俺は速攻で近くの屋台へ急いで舌を冷やしそうなものを買った。
「悠真くーん! 悠真くん? そ、そろそろ目を開けてもいいかい?」
「そ、そのまま大人しくしろよ? 舌を冷やしてやるから」
「と、とうとう!? あぁ、悠真くんと禁断の……甘ぁっ!? 悠真くんの舌ってそんなに甘かったっけ?」
何言ってんだか。
「し、しかも溶ける、溶けていくよ!? このままじゃ悠真くんごと溶けて消えちゃうよ~!!」
「そんなわけないだろ。というか、目を開けていいよ」
俺の言葉を聞いて、俺と距離があることに気づいたのか桃未は勢いよく目を開けた。
「わ、わたあめ~? 悠真くんの舌じゃなかったのかぁ……って、あたしの舌の上にわたあめを乗せないでよぉ~」
「俺なりの優しさだ」
「嘘だぁ~!!」
「いや、俺としてはかなり大甘だぞ? 意地悪しようと思えばいくらでも出来たんだからな」
ふわふわな桃未にはぴったりなお菓子だし。
「むぅぅ……はぁぁぁ。悠真くんってば、あたしに対していつまでもそういう扱いなのかい?」
「な、何が?」
「お姉さんとしか思わせなかったのはあたしのせいなんだけどさ」
桃未は俺の顔を見ながら、何度も落ち込んでは顔を上げる動きを繰り返している。どうやら舌の上に甘いわたあめを乗せられたことで、一人で反省することがあったらしいが。
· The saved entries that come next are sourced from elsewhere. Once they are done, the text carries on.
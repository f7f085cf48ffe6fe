//! Operational keypair management, compressed fabric ID derivation, and the
//! destination ID HMAC used to pick a candidate fabric when initiating a
//! CASE session. Backed by P-256, the only curve Matter-derived fabrics use
//! for operational credentials.

use ecdsa::signature::{Signer, Verifier};
use hkdf::Hkdf;
use hmac::{Hmac, Mac};
use p256::ecdsa::{Signature, SigningKey, VerifyingKey};
use p256::elliptic_curve::sec1::ToEncodedPoint;
use sha2::{Digest, Sha256};
use subtle::ConstantTimeEq;
use thiserror::Error;
use zeroize::Zeroizing;

/// `"CompressedFabric"` info string fed into the compressed-fabric-ID HKDF,
/// matching the original fixed constant byte for byte.
const COMPRESSED_FABRIC_ID_INFO: &[u8] = b"CompressedFabric";

/// Length in bytes of a raw, DER-free HMAC-SHA256 destination ID.
pub const DESTINATION_ID_LEN: usize = 32;

/// Length in bytes of a serialized P-256 keypair: 65-byte uncompressed public
/// key followed by the 32-byte private scalar.
pub const P256_SERIALIZED_KEYPAIR_LEN: usize = 65 + 32;

#[derive(Debug, Error)]
pub enum CryptoError {
    #[error("invalid public key encoding")]
    InvalidPublicKey,
    #[error("invalid private key encoding")]
    InvalidPrivateKey,
    #[error("signature verification failed")]
    VerificationFailed,
    #[error("signing operation failed")]
    SigningFailed,
    #[error("HKDF expand failed, requested length out of range")]
    KdfExpandFailed,
    #[error("serialized keypair has the wrong length: expected {expected}, got {actual}")]
    WrongSerializedLength { expected: usize, actual: usize },
    #[error("operation requires key material this handle does not hold in-process")]
    HsmUnavailable,
}

/// SHA-256 of `data`. Exposed for callers that need a plain digest outside
/// the HKDF/HMAC constructions above, e.g. update token generation.
pub fn sha256(data: &[u8]) -> [u8; 32] {
    let mut hasher = Sha256::new();
    hasher.update(data);
    hasher.finalize().into()
}

/// Derives the 64-bit compressed fabric ID from a fabric's root public key
/// and administrator-chosen fabric ID.
///
/// `root_public_key` must be the uncompressed SEC1 encoding (0x04 prefix,
/// 65 bytes total). Salt is the fabric ID as 8 big-endian bytes; IKM is the
/// raw public key bytes; info is the fixed `"CompressedFabric"` string; the
/// 8-byte output key material is read back as a big-endian u64.
pub fn compute_compressed_fabric_id(root_public_key: &[u8], fabric_id: u64) -> Result<u64, CryptoError> {
    let salt = fabric_id.to_be_bytes();
    let hk = Hkdf::<Sha256>::new(Some(&salt), root_public_key);
    let mut okm = [0u8; 8];
    hk.expand(COMPRESSED_FABRIC_ID_INFO, &mut okm)
        .map_err(|_| CryptoError::KdfExpandFailed)?;
    Ok(u64::from_be_bytes(okm))
}

/// Builds the HMAC-SHA256 destination ID used to pick a candidate fabric
/// during CASE Sigma1 processing.
///
/// The message is `random || root_public_key || fabric_id (LE64) ||
/// dest_node_id (LE64)`, matching the original little-endian buffer layout;
/// the key is the fabric's identity protection key (IPK).
pub fn generate_destination_id(
    ipk: &[u8],
    random: &[u8],
    root_public_key: &[u8],
    fabric_id: u64,
    dest_node_id: u64,
) -> [u8; DESTINATION_ID_LEN] {
    let mut message = Vec::with_capacity(random.len() + root_public_key.len() + 16);
    message.extend_from_slice(random);
    message.extend_from_slice(root_public_key);
    message.extend_from_slice(&fabric_id.to_le_bytes());
    message.extend_from_slice(&dest_node_id.to_le_bytes());

    let mut mac = Hmac::<Sha256>::new_from_slice(ipk).expect("HMAC accepts any key length");
    mac.update(&message);
    let result = mac.finalize().into_bytes();
    let mut out = [0u8; DESTINATION_ID_LEN];
    out.copy_from_slice(&result);
    out
}

/// Recomputes the destination ID for `(ipk, random, root_public_key,
/// fabric_id, dest_node_id)` and compares it to `candidate` in constant
/// time.
pub fn match_destination_id(
    candidate: &[u8],
    ipk: &[u8],
    random: &[u8],
    root_public_key: &[u8],
    fabric_id: u64,
    dest_node_id: u64,
) -> bool {
    let expected = generate_destination_id(ipk, random, root_public_key, fabric_id, dest_node_id);
    expected.ct_eq(candidate).into()
}

/// An operational keypair capable of signing and verifying P-256 ECDSA
/// signatures over arbitrary messages (CSRs, NOC attestation, CASE Sigma
/// payloads). Abstracted behind a trait so a future HSM-backed keystore can
/// stand in for the software implementation without touching callers.
pub trait OperationalKeypair: Send + Sync {
    /// Uncompressed SEC1 public key bytes (0x04 || X || Y).
    fn public_key_bytes(&self) -> Vec<u8>;

    fn sign(&self, message: &[u8]) -> Result<Vec<u8>, CryptoError>;

    fn verify(&self, message: &[u8], signature: &[u8]) -> Result<(), CryptoError>;
}

/// Software P-256 keypair. The underlying `SigningKey` zeroizes its scalar
/// on drop; we additionally zeroize the scratch buffer used during import so
/// a raw private key never outlives the call that consumed it.
pub struct SoftwareKeypair {
    signing_key: SigningKey,
}

impl SoftwareKeypair {
    pub fn generate(rng: &mut impl rand::RngCore) -> Self {
        Self { signing_key: SigningKey::random(rng) }
    }

    /// Imports a raw 32-byte P-256 scalar, e.g. one unwrapped from an
    /// operational key store entry.
    pub fn from_raw_bytes(bytes: &[u8]) -> Result<Self, CryptoError> {
        let scratch = Zeroizing::new(bytes.to_vec());
        let signing_key = SigningKey::from_slice(&scratch).map_err(|_| CryptoError::InvalidPrivateKey)?;
        Ok(Self { signing_key })
    }

    pub fn verifying_key(&self) -> VerifyingKey {
        *self.signing_key.verifying_key()
    }

    /// Produces the fixed-layout `P256SerializedKeypair` form: uncompressed
    /// public key followed by the raw private scalar. Used for persistence
    /// and for the defensive copy `FabricEntry::set_operational_keypair`
    /// performs on every assignment.
    pub fn serialize(&self) -> [u8; P256_SERIALIZED_KEYPAIR_LEN] {
        let mut out = [0u8; P256_SERIALIZED_KEYPAIR_LEN];
        out[..65].copy_from_slice(self.public_key_bytes().as_slice());
        out[65..].copy_from_slice(&self.signing_key.to_bytes());
        out
    }

    /// Reconstructs a keypair from its `serialize()` form. The embedded
    /// public key is not re-derived; the scalar alone determines the key.
    pub fn deserialize(bytes: &[u8]) -> Result<Self, CryptoError> {
        if bytes.len() != P256_SERIALIZED_KEYPAIR_LEN {
            return Err(CryptoError::WrongSerializedLength { expected: P256_SERIALIZED_KEYPAIR_LEN, actual: bytes.len() });
        }
        Self::from_raw_bytes(&bytes[65..])
    }
}

impl OperationalKeypair for SoftwareKeypair {
    fn public_key_bytes(&self) -> Vec<u8> {
        self.verifying_key().to_encoded_point(false).as_bytes().to_vec()
    }

    fn sign(&self, message: &[u8]) -> Result<Vec<u8>, CryptoError> {
        let signature: Signature = self.signing_key.try_sign(message).map_err(|_| CryptoError::SigningFailed)?;
        Ok(signature.to_der().as_bytes().to_vec())
    }

    fn verify(&self, message: &[u8], signature: &[u8]) -> Result<(), CryptoError> {
        verify_with_public_key(&self.public_key_bytes(), message, signature)
    }
}

/// Verifies a DER-encoded P-256 ECDSA signature against a raw uncompressed
/// SEC1 public key, without needing a keypair instance. Used when verifying
/// a peer's NOC signature over a CSR or attestation payload.
pub fn verify_with_public_key(public_key_bytes: &[u8], message: &[u8], signature: &[u8]) -> Result<(), CryptoError> {
    let verifying_key = VerifyingKey::from_sec1_bytes(public_key_bytes).map_err(|_| CryptoError::InvalidPublicKey)?;
    let signature = Signature::from_der(signature).map_err(|_| CryptoError::VerificationFailed)?;
    verifying_key
        .verify(message, &signature)
        .map_err(|_| CryptoError::VerificationFailed)
}

/// A fabric's operational keypair, tagged by where the private key actually
/// lives. Replaces the original's conditional heap allocation of either a
/// software or an HSM-backed `P256Keypair` behind a raw pointer: ownership of
/// the two cases is expressed directly in the type instead of leaving it to
/// a runtime flag plus a `Platform::Delete` on teardown.
pub enum FabricKeypair {
    /// Private key material lives in process memory.
    Software(SoftwareKeypair),
    /// Private key material never leaves an HSM; this is an opaque slot
    /// reference the HSM driver understands. No HSM backend ships with this
    /// crate, so every capability method on this variant fails with
    /// `HsmUnavailable` until a host wires one in behind this same enum.
    Hsm { slot_id: u32 },
}

impl FabricKeypair {
    pub fn public_key_bytes(&self) -> Result<Vec<u8>, CryptoError> {
        match self {
            FabricKeypair::Software(kp) => Ok(kp.public_key_bytes()),
            FabricKeypair::Hsm { .. } => Err(CryptoError::HsmUnavailable),
        }
    }

    pub fn sign(&self, message: &[u8]) -> Result<Vec<u8>, CryptoError> {
        match self {
            FabricKeypair::Software(kp) => kp.sign(message),
            FabricKeypair::Hsm { .. } => Err(CryptoError::HsmUnavailable),
        }
    }

    pub fn verify(&self, message: &[u8], signature: &[u8]) -> Result<(), CryptoError> {
        match self {
            FabricKeypair::Software(kp) => kp.verify(message, signature),
            FabricKeypair::Hsm { .. } => Err(CryptoError::HsmUnavailable),
        }
    }

    /// Defensive-copy serialization used by `FabricEntry::set_operational_keypair`:
    /// software keys round-trip through their `P256SerializedKeypair` form, HSM
    /// slots are not serializable (the private material never leaves the HSM).
    pub fn serialize(&self) -> Result<[u8; P256_SERIALIZED_KEYPAIR_LEN], CryptoError> {
        match self {
            FabricKeypair::Software(kp) => Ok(kp.serialize()),
            FabricKeypair::Hsm { .. } => Err(CryptoError::HsmUnavailable),
        }
    }

    pub fn deserialize(bytes: &[u8]) -> Result<Self, CryptoError> {
        Ok(FabricKeypair::Software(SoftwareKeypair::deserialize(bytes)?))
    }
}

#[cfg(test)]
mod tests {
    use super::*;
    use rand::rngs::OsRng;

    #[test]
    fn compressed_fabric_id_is_deterministic() {
        let kp = SoftwareKeypair::generate(&mut OsRng);
        let pub_key = kp.public_key_bytes();
        let a = compute_compressed_fabric_id(&pub_key, 0xABCD).unwrap();
        let b = compute_compressed_fabric_id(&pub_key, 0xABCD).unwrap();
        assert_eq!(a, b);
        assert_ne!(a, 0);
    }

    #[test]
    fn compressed_fabric_id_varies_with_fabric_id() {
        let kp = SoftwareKeypair::generate(&mut OsRng);
        let pub_key = kp.public_key_bytes();
        let a = compute_compressed_fabric_id(&pub_key, 1).unwrap();
        let b = compute_compressed_fabric_id(&pub_key, 2).unwrap();
        assert_ne!(a, b);
    }

    #[test]
    fn destination_id_matches_when_inputs_are_identical() {
        let ipk = [0x42u8; 16];
        let random = [0x11u8; 32];
        let root_pub = [0x04u8; 65];
        let dest_id = generate_destination_id(&ipk, &random, &root_pub, 0x1, 0x1B669);
        assert!(match_destination_id(&dest_id, &ipk, &random, &root_pub, 0x1, 0x1B669));
    }

    #[test]
    fn destination_id_mismatches_on_wrong_node_id() {
        let ipk = [0x42u8; 16];
        let random = [0x11u8; 32];
        let root_pub = [0x04u8; 65];
        let dest_id = generate_destination_id(&ipk, &random, &root_pub, 0x1, 0x1B669);
        assert!(!match_destination_id(&dest_id, &ipk, &random, &root_pub, 0x1, 0x1B670));
    }

    /// Golden-vector check for the destination ID HMAC buffer layout itself,
    /// not just self-consistency: a swapped field order or endianness would
    /// reproduce fine under `generate`-then-`match` but change this literal
    /// digest. `root_pub` is the uncompressed SEC1 encoding of the NIST P-256
    /// base point `G`, used here only as a fixed, citable 65-byte input.
    #[test]
    fn destination_id_matches_precomputed_golden_vector() {
        let ipk = [0x01u8; 16];
        let random = [0x02u8; 32];
        let root_pub = hex::decode(
            "046b17d1f2e12c4247f8bce6e563a440f277037d812deb33a0f4a13945d898c29\
             64fe342e2fe1a7f9b8ee7eb4a7c0f9e162bce33576b315ececbb6406837bf51f5",
        )
        .unwrap();
        assert_eq!(root_pub.len(), 65);
        let fabric_id = 0x2906_C908_D115_D362u64;
        let dest_node_id = 0xCD55_44AA_BB66_7788u64;

        let expected = hex::decode("7cc9c08a51118f82f914ff7cb53435f5d4efcc8c515ad1643a463807e41872ac").unwrap();
        assert_eq!(expected.len(), DESTINATION_ID_LEN);

        let dest_id = generate_destination_id(&ipk, &random, &root_pub, fabric_id, dest_node_id);
        assert_eq!(dest_id.as_slice(), expected.as_slice());
    }

    #[test]
    fn sign_and_verify_round_trip() {
        let kp = SoftwareKeypair::generate(&mut OsRng);
        let message = b"csr payload";
        let signature = kp.sign(message).unwrap();
        kp.verify(message, &signature).unwrap();
    }

    #[test]
    fn verify_rejects_tampered_message() {
        let kp = SoftwareKeypair::generate(&mut OsRng);
        let signature = kp.sign(b"original").unwrap();
        assert!(kp.verify(b"tampered", &signature).is_err());
    }

    #[test]
    fn sha256_is_stable() {
        assert_eq!(sha256(b"abc").len(), 32);
    }

    #[test]
    fn software_keypair_serialize_round_trips() {
        let kp = SoftwareKeypair::generate(&mut OsRng);
        let serialized = kp.serialize();
        assert_eq!(serialized.len(), P256_SERIALIZED_KEYPAIR_LEN);
        let restored = SoftwareKeypair::deserialize(&serialized).unwrap();
        assert_eq!(restored.public_key_bytes(), kp.public_key_bytes());
    }

    #[test]
    fn deserialize_rejects_wrong_length() {
        let err = SoftwareKeypair::deserialize(&[0u8; 10]).unwrap_err();
        assert!(matches!(err, CryptoError::WrongSerializedLength { .. }));
    }

    #[test]
    fn fabric_keypair_software_round_trips_through_capability_api() {
        let kp = FabricKeypair::Software(SoftwareKeypair::generate(&mut OsRng));
        let serialized = kp.serialize().unwrap();
        let restored = FabricKeypair::deserialize(&serialized).unwrap();
        assert_eq!(restored.public_key_bytes().unwrap(), kp.public_key_bytes().unwrap());
        let signature = kp.sign(b"payload").unwrap();
        kp.verify(b"payload", &signature).unwrap();
    }

    #[test]
    fn fabric_keypair_hsm_slot_rejects_in_process_operations() {
        let kp = FabricKeypair::Hsm { slot_id: 7 };
        assert!(matches!(kp.public_key_bytes(), Err(CryptoError::HsmUnavailable)));
        assert!(matches!(kp.sign(b"x"), Err(CryptoError::HsmUnavailable)));
        assert!(matches!(kp.serialize(), Err(CryptoError::HsmUnavailable)));
    }
}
しかし何か心境に変化が生じたのか、自分の中で俺に対する気持ちを整理しているような感じだ。
何度か俺をちらちらと気にかけた様子を見せていたが、何か決心がついたのかその後はただひたすら黙り込んでしまった。
「も、桃未? 俺、何かしたかな?」
「……ん~ん。悠真くんはちっとも悪くない」
「それならいいんだけど、でも俺は――その」
「言うでない!! 悠真くんは悠真くんなのだから!」
心配そうに桃未の顔をのぞき込む俺の様子にハッとなったのか、俺が何かを言う前にすぐにいつもの桃未に戻っていた。
わたあめ以外に何か方法でもあっただろうか。俺としては十分すぎるほど甘かったと思うが。
「うん……悠真くんを変えないと駄目なんだな、きっと」
「ん?」
「いつまでもお姉さんじゃ駄目なんだ、うんうん……うぉぉぉし! 桃未さんは本気出す! 明日から本気出すよ!!」
何やら悩んでいたらしいが、問題は解決したらしく桃未は一人で拳を空に向かって突き上げて気合いを入れまくっている。
「悠真くん、悠真くん悠真くん」
「一回言えば分かる。何?」
「ノンノンノン! 独り言だから気にするでない! 悠真くん悠真くん悠真くん……」
何かの暗号か?
これ以上突っ込んでも正解は返ってこなさそうだし、放置しとこう。